For the first one hundred pages or so, the novel primarily concerns itself with Samson’s adjustment to life in Kyiv, patiently dealing with the realities of the Bolshevik occupation. Red army soldiers appear at his house and move themselves in. Under cover of the term “requisition,” they loot what they want, tell him what to cook (despite the shortages), and Samson overhears them consider murdering him for no particular reason. They come and go and eventually disappear. Samson meanwhile deals with the bureaucracy and, for instance, gets a pistol license. Communists always loved their documents, and Samson always seems to be trying to acquire proper papers of some kind. All this is familiar terrain. The Kafkaesque landscape menaces with certain and uncertain punishments, and the characters stagger on, resigned to their fate, gamely doing whatever is necessary to get by. People caught behind what would come to be known as the Iron Curtain resigned themselves with a dark, whimsical attitude to lives filled with despair.

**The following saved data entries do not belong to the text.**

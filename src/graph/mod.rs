//! Object-graph codec.
//!
//! Objects live in an [`ObjectGraph`] arena and point at each other through
//! [`ObjectId`]s, so shared and cyclic references need no ownership tricks.
//! Each object's layout comes from a [`TypeDescriptor`] registered in a
//! [`TypeRegistry`]; [`GraphFormatter`] walks the arena and writes every
//! object as a sequential container of field slots.
//!
//! # Field slot encoding
//!
//! ```text
//! [0]                          null (also: empty array)
//! [1][scalar bytes]            primitive or text
//! [1][array pairs]             non-empty array
//! [1][object fields]           object, declared type
//! [1][i32 n][type name][fields] object in a dynamic slot
//! [2][i32 index]               back-reference to the index-th visited object
//! ```
//!
//! Array pairs are a sequential container of `(marker, payload)` blobs, one
//! pair per element, using the same markers.

pub mod compact;
pub mod formatter;
pub mod reflect;
pub mod schema;

use thiserror::Error;

use crate::container::ContainerError;
use crate::primitive::{Primitive, PrimitiveError, Scalar};

pub use formatter::{FormatterOptions, GraphFormatter};
pub use reflect::{expect_type, load, store_field, LoadContext, Reflect};
pub use schema::{FieldDescriptor, FieldKind, TypeDescriptor, TypeRegistry};

pub const MARKER_NULL:  u8 = 0;
pub const MARKER_VALUE: u8 = 1;
pub const MARKER_REF:   u8 = 2;

// ── Error type ───────────────────────────────────────────────────────────────

#[derive(Error, Debug)]
pub enum GraphError {
    #[error("Container error: {0}")]
    Container(#[source] ContainerError),
    /// Malformed or incompatible encoded graph.
    #[error("Format error: {0}")]
    Format(String),
    #[error("Can't resolve type '{0}'")]
    TypeResolution(String),
    #[error("Unsupported value: {0}")]
    UnsupportedValue(String),
    #[error("Usage error: {0}")]
    Usage(String),
    #[error("Primitive error: {0}")]
    Primitive(#[from] PrimitiveError),
}

impl From<ContainerError> for GraphError {
    fn from(e: ContainerError) -> Self {
        match e {
            ContainerError::Format(msg)  => GraphError::Format(msg),
            ContainerError::Primitive(p) => GraphError::Primitive(p),
            other                        => GraphError::Container(other),
        }
    }
}

// ── Values ───────────────────────────────────────────────────────────────────

/// Index of an object in its [`ObjectGraph`].
#[derive(Debug, Clone, Copy, PartialEq, Eq, Hash, PartialOrd, Ord)]
pub struct ObjectId(u32);

impl ObjectId {
    pub fn index(self) -> usize { self.0 as usize }
}

#[derive(Debug, Clone, PartialEq)]
pub enum Value {
    Null,
    Scalar(Scalar),
    Array(Vec<Value>),
    Object(ObjectId),
}

impl Value {
    pub fn scalar(v: impl Into<Scalar>) -> Self {
        Value::Scalar(v.into())
    }

    /// Array of primitives.
    pub fn array_of<T: Primitive + Clone>(items: &[T]) -> Self {
        Value::Array(items.iter().cloned().map(|v| Value::Scalar(v.into_scalar())).collect())
    }

    pub fn is_null(&self) -> bool { matches!(self, Value::Null) }

    pub fn as_object(&self) -> Option<ObjectId> {
        match self {
            Value::Object(id) => Some(*id),
            _ => None,
        }
    }

    pub fn as_array(&self) -> Option<&[Value]> {
        match self {
            Value::Array(items) => Some(items),
            _ => None,
        }
    }

    /// Typed view of a scalar.  `Ok(None)` for null.
    pub fn to_primitive<T: Primitive>(&self) -> Result<Option<T>, GraphError> {
        match self {
            Value::Null => Ok(None),
            Value::Scalar(s) => T::from_scalar(s.clone()).map(Some).ok_or_else(|| {
                GraphError::Format(format!("expected {}, found {}", T::KIND.name(), s.kind().name()))
            }),
            other => Err(GraphError::Format(format!(
                "expected {}, found {}",
                T::KIND.name(),
                other.describe()
            ))),
        }
    }

    /// Typed view of a primitive array.  `Ok(None)` for null.
    pub fn to_vec<T: Primitive + Default>(&self) -> Result<Option<Vec<T>>, GraphError> {
        match self {
            Value::Null => Ok(None),
            Value::Array(items) => items
                .iter()
                .map(|v| v.to_primitive::<T>().map(Option::unwrap_or_default))
                .collect::<Result<Vec<_>, _>>()
                .map(Some),
            other => Err(GraphError::Format(format!("expected array, found {}", other.describe()))),
        }
    }

    pub(crate) fn describe(&self) -> &'static str {
        match self {
            Value::Null      => "null",
            Value::Scalar(s) => s.kind().name(),
            Value::Array(_)  => "array",
            Value::Object(_) => "object",
        }
    }
}

impl From<Scalar> for Value {
    fn from(s: Scalar) -> Self { Value::Scalar(s) }
}

impl From<ObjectId> for Value {
    fn from(id: ObjectId) -> Self { Value::Object(id) }
}

impl<T: Into<Value>> From<Option<T>> for Value {
    fn from(v: Option<T>) -> Self {
        v.map_or(Value::Null, Into::into)
    }
}

// ── Objects ──────────────────────────────────────────────────────────────────

#[derive(Debug, Clone, PartialEq)]
pub struct Object {
    type_name: String,
    fields:    Vec<Value>,
}

impl Object {
    pub fn type_name(&self) -> &str { &self.type_name }
    pub fn fields(&self) -> &[Value] { &self.fields }

    pub fn field(&self, index: usize) -> Result<&Value, GraphError> {
        self.fields.get(index).ok_or_else(|| {
            GraphError::Usage(format!("{} has no field {index}", self.type_name))
        })
    }

    pub fn primitive<T: Primitive>(&self, index: usize) -> Result<Option<T>, GraphError> {
        self.field(index)?.to_primitive()
    }

    /// Primitive field, with null read as the type's default.
    pub fn primitive_or_default<T: Primitive + Default>(&self, index: usize) -> Result<T, GraphError> {
        Ok(self.primitive(index)?.unwrap_or_default())
    }

    pub fn object_ref(&self, index: usize) -> Result<Option<ObjectId>, GraphError> {
        match self.field(index)? {
            Value::Null => Ok(None),
            Value::Object(id) => Ok(Some(*id)),
            other => Err(GraphError::Format(format!("expected object, found {}", other.describe()))),
        }
    }
}

/// Arena of objects addressed by [`ObjectId`].
#[derive(Debug, Clone, Default, PartialEq)]
pub struct ObjectGraph {
    objects: Vec<Object>,
}

impl ObjectGraph {
    pub fn new() -> Self { Self::default() }

    pub fn len(&self) -> usize { self.objects.len() }
    pub fn is_empty(&self) -> bool { self.objects.is_empty() }

    /// Add an object with every field null.
    pub fn allocate(&mut self, type_name: impl Into<String>, field_count: usize) -> ObjectId {
        self.insert(type_name, vec![Value::Null; field_count])
    }

    pub fn insert(&mut self, type_name: impl Into<String>, fields: Vec<Value>) -> ObjectId {
        let id = ObjectId(self.objects.len() as u32);
        self.objects.push(Object { type_name: type_name.into(), fields });
        id
    }

    pub fn get(&self, id: ObjectId) -> Option<&Object> {
        self.objects.get(id.index())
    }

    pub fn object(&self, id: ObjectId) -> Result<&Object, GraphError> {
        self.get(id).ok_or_else(|| GraphError::Usage(format!("object {} is not in the graph", id.0)))
    }

    pub fn set_field(&mut self, id: ObjectId, index: usize, value: impl Into<Value>) -> Result<(), GraphError> {
        let object = self
            .objects
            .get_mut(id.index())
            .ok_or_else(|| GraphError::Usage(format!("object {} is not in the graph", id.0)))?;
        let slot = object.fields.get_mut(index).ok_or_else(|| {
            GraphError::Usage(format!("{} has no field {index}", object.type_name))
        })?;
        *slot = value.into();
        Ok(())
    }

    pub fn iter(&self) -> impl Iterator<Item = (ObjectId, &Object)> {
        self.objects.iter().enumerate().map(|(i, o)| (ObjectId(i as u32), o))
    }
}

#[cfg(test)]
mod tests {
    use super::*;

    #[test]
    fn allocate_then_patch_fields() {
        let mut graph = ObjectGraph::new();
        let id = graph.allocate("Node", 2);
        graph.set_field(id, 0, Value::scalar(5i32)).unwrap();
        graph.set_field(id, 1, id).unwrap();

        let node = graph.object(id).unwrap();
        assert_eq!(node.primitive::<i32>(0).unwrap(), Some(5));
        assert_eq!(node.object_ref(1).unwrap(), Some(id));
        assert!(graph.set_field(id, 2, Value::Null).is_err());
    }

    #[test]
    fn typed_views_reject_mismatches() {
        assert_eq!(Value::Null.to_primitive::<i32>().unwrap(), None);
        assert!(Value::scalar("x").to_primitive::<i32>().is_err());
        assert_eq!(
            Value::array_of(&[1u16, 2]).to_vec::<u16>().unwrap(),
            Some(vec![1, 2])
        );
    }

    #[test]
    fn container_format_errors_surface_as_format() {
        let e: GraphError = ContainerError::Format("bad".into()).into();
        assert!(matches!(e, GraphError::Format(_)));
        let e: GraphError = ContainerError::Closed.into();
        assert!(matches!(e, GraphError::Container(ContainerError::Closed)));
    }
}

And yet, just as the reader might think she has recognized the shape of the novel, it shifts. Announced on the cover as volume 1 of the Kyiv Mysteries series, The Silver Bone suggests a more traditional crime novel. In the hands of a less skilled writer, this would seem like an attempt to grab readers by the collar before they try to slip out the side exit. Somehow Kurkov, who has kept the reader engaged throughout the first part of the book, moves unobtrusively into the second phase. The shift doesn’t come across as a contrivance at all, even if he is setting up an unusual type of detective series. It avoids the stench of one of those detective novels done by a slumming literary author for a quick rent payment.
Kurkov has been described as a “Ukrainian Murakami,” and perhaps this genre shapeshifting resembles Murakami’s ludic experiments with genre, but Kurkov is less surrealist. The novel is based firmly in the textures of life in an autocratic state. Supposedly, the novel was inspired by Kurkov’s examination of Bolshevik police documents from 1919. The absurdity is in the reality of those documents rather than an imagined dreamscape. One could also argue that the relaxed quality of the straightforward translation also gives the book a realistic quality, even when things in the story seem the most absurd. The Silver Bone is excellent. It is easy to read, intelligent, and, despite the dark contexts out of which it arose, delightfully entertaining as well. It is hard to imagine a more likable novel.